Hawkamah and Institute of International Finance Launch Corporate Governance Survey of GCC Countries

Published July 10th, 2006 - 11:04 GMT
Al Bawaba
Al Bawaba

Hawkamah, the Institute for Corporate Governance, and the Institute of International Finance (IIF), a global association of financial institutions, today announced the launch of the first-ever corporate governance survey of the GCC countries.

Announced during the formal signing of a Memorandum of Understanding between Hawkamah and IIF, the survey will cover all of the GCC countries.  The joint mission will meet with regulators, Central Bank authorities, and market practitioners and will produce a report to offer practical guidelines for securities regulators, stock exchange authorities, boards of directors and companies’ management to advance corporate governance in the region.

The MoU with Hawkamah, a subsidiary of Dubai International Financial Centre, aims to propagate corporate sector reforms and improve corporate governance in the MENA region.

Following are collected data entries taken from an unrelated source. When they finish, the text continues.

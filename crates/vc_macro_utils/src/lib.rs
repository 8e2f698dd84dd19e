//! Helpers shared by the workspace's proc-macro crates.
#![allow(clippy::std_instead_of_alloc, reason = "proc-macro crate")]
#![allow(clippy::std_instead_of_core, reason = "proc-macro crate")]

extern crate proc_macro;

// -----------------------------------------------------------------------------
// Modules

mod manifest;

// -----------------------------------------------------------------------------
// Exports

pub use manifest::Manifest;
//! Items referenced by code generated with `#[derive(Bind)]`.
//!
//! Not part of the public API.

use alloc::format;
use core::any::Any;
use core::fmt::Debug;

use crate::error::BindError;
use crate::types::TypeDescriptor;
use crate::value::{EnumValue, FromValue, ToValue, Typed, Value};

pub use crate::introspect::{
    BindModel, Bindable, ClassModel, ClassRegistry, CreatorSpec, EnumModel, NamingStrategy,
};
pub use crate::value::Object;

/// Bound placed on every type parameter of a derived type.
pub trait BindParam: Bindable + ToValue + FromValue + Any + Clone + Debug + Send + Sync {}

impl<T> BindParam for T where T: Bindable + ToValue + FromValue + Any + Clone + Debug + Send + Sync {}

/// Extracts a derived struct from a decoded object.
pub fn object_from_value<T: Typed + Any>(value: Value) -> Result<T, BindError> {
    match value {
        Value::Object(object) => object.downcast::<T>().map_err(|object| {
            BindError::conversion(
                &T::type_descriptor(),
                format!("found an object of type `{}`", object.descriptor()),
            )
        }),
        other => Err(BindError::conversion(
            &T::type_descriptor(),
            format!("unexpected {} value", other.variant_name()),
        )),
    }
}

/// The constant of a derived enum.
#[inline]
pub fn enum_to_value<T: Typed>(index: usize, name: &str) -> Value {
    Value::Enum(EnumValue::new(T::type_descriptor(), index, name))
}

/// The ordinal of a derived enum's constant, from an enum value or its name.
pub fn enum_index<T: Typed>(value: &Value, names: &[&str]) -> Result<usize, BindError> {
    let index = match value {
        Value::Enum(constant) if constant.descriptor() == &T::type_descriptor() => {
            Some(constant.index()).filter(|&index| index < names.len())
        }
        Value::Text(name) => names.iter().position(|candidate| candidate == name),
        _ => None,
    };
    index.ok_or_else(|| unknown_constant::<T>(value))
}

/// A derived type with type parameters.
#[inline]
pub fn generic_bean<const N: usize>(name: &str, params: [TypeDescriptor; N]) -> TypeDescriptor {
    TypeDescriptor::bean_with_params(name, params.into())
}

#[cold]
pub fn unknown_constant<T: Typed>(value: &Value) -> BindError {
    let ty: TypeDescriptor = T::type_descriptor();
    BindError::conversion(&ty, format!("no constant matches {value:?}"))
}

// -----------------------------------------------------------------------------
// auto_register

#[cfg(feature = "auto_register")]
pub mod auto_register {
    pub use inventory;

    use crate::introspect::{Bindable, ClassRegistry};

    /// A registration function submitted by a derived type.
    pub struct __AutoRegisterFunc(pub fn(&mut ClassRegistry));

    inventory::collect!(__AutoRegisterFunc);

    pub trait __RegisterType {
        fn __register(registry: &mut ClassRegistry);
    }

    impl<T: Bindable> __RegisterType for T {
        #[inline]
        fn __register(registry: &mut ClassRegistry) {
            registry.register::<T>();
        }
    }

    /// Runs every submitted registration.
    pub fn register_all(registry: &mut ClassRegistry) {
        let mut count = 0_usize;
        for func in inventory::iter::<__AutoRegisterFunc> {
            (func.0)(registry);
            count += 1;
        }
        log::debug!("auto-registered {count} type(s), {} model(s) in total", registry.len());
    }
}

// -----------------------------------------------------------------------------
// Tests

#[cfg(test)]
mod tests {
    use super::*;

    #[derive(Debug, Clone, PartialEq)]
    enum Level {
        Low,
        High,
    }

    impl Typed for Level {
        fn type_descriptor() -> TypeDescriptor {
            TypeDescriptor::enumeration("Level")
        }
    }

    const NAMES: &[&str] = &["Low", "High"];

    #[test]
    fn enum_constants() {
        let high = enum_to_value::<Level>(1, "High");
        assert_eq!(enum_index::<Level>(&high, NAMES).unwrap(), 1);
        assert_eq!(enum_index::<Level>(&Value::text("Low"), NAMES).unwrap(), 0);
        assert!(enum_index::<Level>(&Value::text("Mid"), NAMES).is_err());
        assert!(enum_index::<Level>(&Value::Int(0), NAMES).is_err());
        let _ = (Level::Low, Level::High);
    }

    #[test]
    fn objects_of_other_types() {
        let value = Value::Object(Object::with_descriptor(TypeDescriptor::bean("Other"), 7_i32));
        let err = object_from_value::<Level>(value).unwrap_err();
        assert!(err.to_string().contains("Other"));
    }
}
use proc_macro2::TokenStream;
#[cfg(feature = "auto_register")]
use quote::quote;
use syn::{Generics, Ident};

/// Submits `ident` to `ClassRegistry::auto_register`.
///
/// Generic types are skipped, they have no single descriptor to register.
#[cfg(feature = "auto_register")]
pub(crate) fn auto_register_impl(
    vc_bind_path: &syn::Path,
    ident: &Ident,
    generics: &Generics,
) -> TokenStream {
    if !generics.params.is_empty() {
        return TokenStream::new();
    }
    let auto_register_ = crate::path::auto_register_(vc_bind_path);
    quote! {
        #auto_register_::inventory::submit! {
            #auto_register_::__AutoRegisterFunc(
                <#ident as #auto_register_::__RegisterType>::__register
            )
        }
    }
}

#[cfg(not(feature = "auto_register"))]
pub(crate) fn auto_register_impl(_: &syn::Path, _: &Ident, _: &Generics) -> TokenStream {
    TokenStream::new()
}
use std::sync::Arc;
use std::thread;

use vc_bind::codec::{DecodeContext, Decoder};
use vc_bind::introspect::ClassRegistry;
use vc_bind::{Bind, FromValue, Provider, ToValue, Typed};
use vc_token::json::{self, JsonWriter};

#[derive(Bind, Clone, Debug, Default, PartialEq)]
struct Node {
    label: String,
    #[bind(rename = "self")]
    me: Option<Box<Node>>,
}

#[derive(Bind, Clone, Debug, Default, PartialEq)]
struct Parent {
    name: String,
    children: Vec<Child>,
}

#[derive(Bind, Clone, Debug, Default, PartialEq)]
struct Child {
    name: String,
    parent: Option<Box<Parent>>,
}

fn provider() -> Provider {
    let mut registry = ClassRegistry::new();
    registry.register::<Node>().register::<Parent>();
    Provider::new(registry)
}

fn to_json<T: Typed + ToValue>(provider: &Provider, value: &T) -> String {
    let mut writer = JsonWriter::new();
    provider.encode_value(value, &mut writer).unwrap();
    writer.into_string().unwrap()
}

fn from_json<T: Typed + FromValue>(provider: &Provider, text: &str) -> T {
    let mut stream = json::parse(text).unwrap();
    provider.decode_as::<T>(&mut stream).unwrap()
}

fn chain(depth: usize) -> Node {
    (0..depth).fold(Node::default(), |next, index| Node {
        label: index.to_string(),
        me: Some(Box::new(next)),
    })
}

#[test]
fn self_reference_resolves() {
    let provider = provider();
    let node: Node = from_json(&provider, r#"{"label": "root", "self": null}"#);
    assert_eq!(node.me, None);

    let node: Node = from_json(&provider, r#"{"self": {"self": {"label": "leaf"}}}"#);
    assert_eq!(node.me.unwrap().me.unwrap().label, "leaf");
}

#[test]
fn deep_chain_round_trip() {
    let provider = provider();
    let node = chain(64);
    let text = to_json(&provider, &node);
    assert!(text.starts_with(r#"{"label":"63","self":{"label":"62""#));
    assert_eq!(from_json::<Node>(&provider, &text), node);
}

#[test]
fn mutual_recursion_round_trip() {
    let provider = provider();
    let parent = Parent {
        name: "p".into(),
        children: vec![
            Child {
                name: "a".into(),
                parent: None,
            },
            Child {
                name: "b".into(),
                parent: Some(Box::new(Parent {
                    name: "q".into(),
                    children: Vec::new(),
                })),
            },
        ],
    };
    let text = to_json(&provider, &parent);
    assert_eq!(from_json::<Parent>(&provider, &text), parent);
}

#[test]
fn codecs_survive_a_flush() {
    let provider = provider();
    let before = provider.resolve_decoder(&Node::type_descriptor()).unwrap();
    assert!(Arc::ptr_eq(
        &before,
        &provider.resolve_decoder(&Node::type_descriptor()).unwrap()
    ));

    provider.flush();
    let after = provider.resolve_decoder(&Node::type_descriptor()).unwrap();
    assert!(!Arc::ptr_eq(&before, &after));

    // Codecs held elsewhere stay usable.
    let mut stream = json::parse_started(r#"{"label": "x", "self": {"label": "y"}}"#).unwrap();
    let value = before.decode(&mut stream, &DecodeContext::new(&provider)).unwrap();
    let node = Node::from_value(value).unwrap();
    assert_eq!(node.me.unwrap().label, "y");
}

#[test]
fn concurrent_resolution_shares_codecs() {
    let provider = provider();
    let node = chain(8);
    let text = to_json(&provider, &node);
    provider.flush();

    let decoders: Vec<_> = thread::scope(|scope| {
        let handles: Vec<_> = (0..8)
            .map(|_| {
                scope.spawn(|| {
                    let decoded: Node = from_json(&provider, &text);
                    assert_eq!(decoded, node);
                    assert_eq!(to_json(&provider, &decoded), text);
                    provider.resolve_decoder(&Node::type_descriptor()).unwrap()
                })
            })
            .collect();
        handles.into_iter().map(|handle| handle.join().unwrap()).collect()
    });

    for decoder in &decoders[1..] {
        assert!(Arc::ptr_eq(&decoders[0], decoder));
    }
}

It outlines four main objectives:

• Improve the corporate governance practices of private and public sector entities, including listed companies, banks and financial institutions, family-controlled enterprises (FCEs), small and medium enterprises (SMEs) and State-controlled enterprises (SCEs). This is aimed at improving their access to affordable credit and capital, increasing their decision-making capacity, operational efficiency and enhancing their reputation.

• Help develop corporate governance frameworks in accord with best practice for the public and the private sectors in order to promote open and transparent markets and a fair, rule-based and enforceable corporate governance regime.

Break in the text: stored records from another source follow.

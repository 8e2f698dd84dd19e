//! Parsing of `#[bind(...)]` attributes.

use proc_macro2::Span;
use syn::meta::ParseNestedMeta;
use syn::spanned::Spanned;
use syn::{Attribute, Ident, LitStr};

pub(crate) const BIND_ATTRIBUTE_NAME: &str = "bind";

/// How a derived struct is instantiated.
#[derive(Debug, Clone, Copy, Default, PartialEq, Eq)]
pub(crate) enum CreatorKind {
    /// `Default::default()`, then one setter call per property.
    #[default]
    Default,
    /// A creator taking every non-skipped field as a named argument.
    Properties,
}

fn for_each_bind_attr(
    attrs: &[Attribute],
    mut parse: impl FnMut(ParseNestedMeta<'_>) -> syn::Result<()>,
) -> syn::Result<()> {
    for attr in attrs {
        if attr.path().is_ident(BIND_ATTRIBUTE_NAME) {
            attr.parse_nested_meta(&mut parse)?;
        }
    }
    Ok(())
}

/// `NamingStrategy` variant spelled by `rename_all`.
fn naming_variant(lit: &LitStr) -> syn::Result<Ident> {
    let variant = match lit.value().as_str() {
        "camelCase" => "LowerCamelCase",
        "PascalCase" => "UpperCamelCase",
        "snake_case" => "SnakeCase",
        "kebab-case" => "KebabCase",
        "SCREAMING_SNAKE_CASE" => "ShoutySnakeCase",
        "lowercase" => "LowerCase",
        _ => {
            return Err(syn::Error::new(
                lit.span(),
                "expected one of `camelCase`, `PascalCase`, `snake_case`, `kebab-case`, \
                 `SCREAMING_SNAKE_CASE`, `lowercase`",
            ));
        }
    };
    Ok(Ident::new(variant, lit.span()))
}

// -----------------------------------------------------------------------------
// TypeAttributes

/// Container attributes.
#[derive(Debug, Default)]
pub(crate) struct TypeAttributes {
    /// Type name, the Rust identifier by default.
    pub name: Option<LitStr>,
    pub creator: CreatorKind,
    /// Span of an explicit `creator`, for errors on enums.
    pub creator_span: Option<Span>,
    pub ignore_unknown: bool,
    pub rename_all: Option<Ident>,
    pub type_id: Option<LitStr>,
    pub ignore: Vec<LitStr>,
}

impl TypeAttributes {
    pub fn parse_attrs(attrs: &[Attribute]) -> syn::Result<Self> {
        let mut parsed = Self::default();
        for_each_bind_attr(attrs, |meta| {
            if meta.path.is_ident("name") {
                parsed.name = Some(meta.value()?.parse()?);
            } else if meta.path.is_ident("creator") {
                let lit: LitStr = meta.value()?.parse()?;
                parsed.creator = match lit.value().as_str() {
                    "default" => CreatorKind::Default,
                    "properties" => CreatorKind::Properties,
                    _ => {
                        return Err(syn::Error::new(
                            lit.span(),
                            "expected `default` or `properties`",
                        ));
                    }
                };
                parsed.creator_span = Some(lit.span());
            } else if meta.path.is_ident("ignore_unknown") {
                parsed.ignore_unknown = true;
            } else if meta.path.is_ident("rename_all") {
                parsed.rename_all = Some(naming_variant(&meta.value()?.parse()?)?);
            } else if meta.path.is_ident("type_id") {
                parsed.type_id = Some(meta.value()?.parse()?);
            } else if meta.path.is_ident("ignore") {
                parsed.ignore.push(meta.value()?.parse()?);
            } else {
                return Err(meta.error("unknown container attribute"));
            }
            Ok(())
        })?;
        Ok(parsed)
    }
}

// -----------------------------------------------------------------------------
// FieldAttributes

/// Field and variant attributes.
#[derive(Debug, Default)]
pub(crate) struct FieldAttributes {
    pub rename: Option<LitStr>,
    pub skip: Option<Span>,
}

impl FieldAttributes {
    pub fn parse_attrs(attrs: &[Attribute]) -> syn::Result<Self> {
        let mut parsed = Self::default();
        for_each_bind_attr(attrs, |meta| {
            if meta.path.is_ident("rename") {
                parsed.rename = Some(meta.value()?.parse()?);
            } else if meta.path.is_ident("skip") {
                parsed.skip = Some(meta.path.span());
            } else {
                return Err(meta.error("unknown field attribute"));
            }
            Ok(())
        })?;
        Ok(parsed)
    }
}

• Co-operate on institution-building, a critical component of sound financial markets, in keeping with good corporate governance practices.

• Cooperate on promoting corporate sector reform in the banking and financial industry in the MENA region and beyond.

Dr Omar Bin Sulaiman, Governor of DIFC, commented: “The Institute of International Finance is a respected association comprising financial institutions from around the world. The DIFC aims to promote regional co-operation and economic integration and, the IIF, with its immense experience, is the ideal partner with which we can achieve our objective.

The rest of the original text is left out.